Even in today's information age, nobody really knows exactly what the next war will be like. But U.S. military leaders always have been told to be prepared for anything.

For commanders, combat-ready forces equate to forces that are superbly well trained.

That is the recurring theme in this month's issue of National Defense: What can be done to improve the training of U.S. forces?

Army Brig. Gen. Stephen M. Seay, head of the Simulation, Training and Instrumentation Command, eloquently summed up the current challenge facing commanders: "You never know where you are going to be called. ... You don't know what you don't know."

From a trainer's perspective, things are getting complicated. The United States is expected to encounter new threats for which its forces may or may not be prepared. That calls for possible changes in training techniques and priorities.

Further, the flexibility for U.S. forces to train in live ranges is becoming curtailed by environmental restrictions. For that reason, said Seay, the military services more than ever will rely on "advanced simulators and virtual combat environments." To be effective, trainers must be "adaptable and portable," so they can travel with the troops wherever they go. The goal, he said, should be to "train as you fight."
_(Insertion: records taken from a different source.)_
//! YAML binding configuration
//!
//! Describes the policy layers a mapping layer merges for each column,
//! plus the enums its properties use:
//!
//! ```yaml
//! defaults:
//!   culture: de-DE
//! enums:
//!   Status:
//!     variants: [{ name: Active, value: 1 }, { name: Inactive, value: 2 }]
//! maps:
//!   Invoice:
//!     defaults: { number_style: "FLOAT | ALLOW_THOUSANDS" }
//!     columns:
//!       paid: { boolean_true_values: ["1"], boolean_false_values: ["0", ""] }
//! ```

use std::collections::{BTreeMap, HashSet};
use std::path::Path;
use std::sync::Arc;

use serde::{Deserialize, Serialize};

use crate::error::{CellbindError, CellbindResult};
use crate::policy::{ConversionPolicy, PolicyLayer};
use crate::types::{EnumType, TypeTag};

#[derive(Debug, Clone, Default, PartialEq, Serialize, Deserialize)]
#[serde(default, deny_unknown_fields)]
pub struct BindingConfig {
    /// Global configuration layer
    pub defaults: PolicyLayer,
    pub enums: BTreeMap<String, EnumConfig>,
    /// Class maps by name
    pub maps: BTreeMap<String, MapConfig>,
}

#[derive(Debug, Clone, Default, PartialEq, Serialize, Deserialize)]
#[serde(deny_unknown_fields)]
pub struct EnumConfig {
    #[serde(default)]
    pub flags: bool,
    pub variants: Vec<VariantConfig>,
}

#[derive(Debug, Clone, PartialEq, Serialize, Deserialize)]
#[serde(deny_unknown_fields)]
pub struct VariantConfig {
    pub name: String,
    pub value: i64,
}

/// Policy layers of one class map.
#[derive(Debug, Clone, Default, PartialEq, Serialize, Deserialize)]
#[serde(default, deny_unknown_fields)]
pub struct MapConfig {
    pub defaults: PolicyLayer,
    pub columns: BTreeMap<String, PolicyLayer>,
}

impl BindingConfig {
    /// Load and validate a binding configuration file.
    ///
    /// # Arguments
    /// * `path` - Path to the YAML file
    ///
    /// # Returns
    /// * `Ok(BindingConfig)` - every culture, style and enum in the file is valid
    /// * `Err(CellbindError)` - unreadable file, malformed YAML or invalid settings
    ///
    /// # Example
    /// ```no_run
    /// use cellbind::config::BindingConfig;
    /// use std::path::Path;
    ///
    /// let config = BindingConfig::from_path(Path::new("binding.yaml"))?;
    /// let policy = config.policy_for(Some("Invoice"), Some("paid"))?;
    /// println!("Culture: {}", policy.culture.name());
    /// # Ok::<(), cellbind::error::CellbindError>(())
    /// ```
    pub fn from_path(path: &Path) -> CellbindResult<Self> {
        let content = std::fs::read_to_string(path)?;
        let config = Self::from_yaml_str(&content)?;
        tracing::debug!(
            path = %path.display(),
            enums = config.enums.len(),
            maps = config.maps.len(),
            "loaded binding configuration"
        );
        Ok(config)
    }

    pub fn from_yaml_str(content: &str) -> CellbindResult<Self> {
        let config: BindingConfig = serde_yaml::from_str(content)?;
        config.validate()?;
        Ok(config)
    }

    // Merge every layer once so bad cultures or styles fail at load time.
    fn validate(&self) -> CellbindResult<()> {
        ConversionPolicy::merged([&self.defaults])?;
        for (map_name, map) in &self.maps {
            ConversionPolicy::merged([&self.defaults, &map.defaults])
                .map_err(|e| in_context(format!("map '{}'", map_name), e))?;
            for (column, layer) in &map.columns {
                ConversionPolicy::merged([&self.defaults, &map.defaults, layer])
                    .map_err(|e| in_context(format!("column '{}.{}'", map_name, column), e))?;
            }
        }

        for (name, config) in &self.enums {
            if config.variants.is_empty() {
                return Err(CellbindError::Config(format!(
                    "Enum '{}' has no variants",
                    name
                )));
            }
            let mut seen = HashSet::new();
            for variant in &config.variants {
                if !seen.insert(variant.name.to_lowercase()) {
                    return Err(CellbindError::Config(format!(
                        "Enum '{}' declares variant '{}' twice",
                        name, variant.name
                    )));
                }
            }
        }
        Ok(())
    }

    /// Policy for a column: built-in → `defaults` → map defaults → column.
    ///
    /// Columns without overrides are fine; an unknown map is an error.
    pub fn policy_for(
        &self,
        map: Option<&str>,
        column: Option<&str>,
    ) -> CellbindResult<ConversionPolicy> {
        let mut layers = vec![&self.defaults];
        match (map, column) {
            (Some(name), column) => {
                let map = self
                    .maps
                    .get(name)
                    .ok_or_else(|| CellbindError::Config(format!("Unknown map '{}'", name)))?;
                layers.push(&map.defaults);
                if let Some(layer) = column.and_then(|c| map.columns.get(c)) {
                    layers.push(layer);
                }
            }
            (None, Some(column)) => {
                return Err(CellbindError::Config(format!(
                    "Column '{}' needs a map",
                    column
                )))
            }
            (None, None) => {}
        }
        ConversionPolicy::merged(layers)
    }

    /// The configured enum called `name`.
    pub fn enum_type(&self, name: &str) -> Option<Arc<EnumType>> {
        let config = self.enums.get(name)?;
        let variants = config
            .variants
            .iter()
            .map(|variant| (variant.name.clone(), variant.value));
        Some(Arc::new(
            EnumType::new(name, variants).with_flags(config.flags),
        ))
    }

    /// Parse a type name, resolving configured enums.
    pub fn resolve_type(&self, name: &str) -> CellbindResult<TypeTag> {
        Ok(TypeTag::parse_with(name, &|n| self.enum_type(n))?)
    }
}

fn in_context(context: String, err: CellbindError) -> CellbindError {
    match err {
        CellbindError::Config(message) => CellbindError::Config(format!("{}: {}", context, message)),
        other => other,
    }
}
Soldiers today train for peacekeeping, nation stabilization missions, small-scale and full-blown conflicts. "That makes it imperative that training equipment be flexible," said Seay.

Our editorial package devoted to military training and simulators begins on page 36. Of special note is an interview with former Night Stalker pilot Michael Durant, one of the heroes of "Black Hawk Down." Now a training industry executive, Durant shares with National Defense his views about the current state of Army aviation training. You can find that story on page 56.

This month's cover story, on night-vision technology, looks at the next generation of soldier sensors, which will allow troops to see in complete darkness, through smoke, dust or any adverse weather conditions. These advanced night-vision goggles feature what is called "sensor fusion" technology. The U.S. Army is spearheading this work at the Night Vision Laboratory, in Fort Belvoir, Va. For more derails, turn to page 32.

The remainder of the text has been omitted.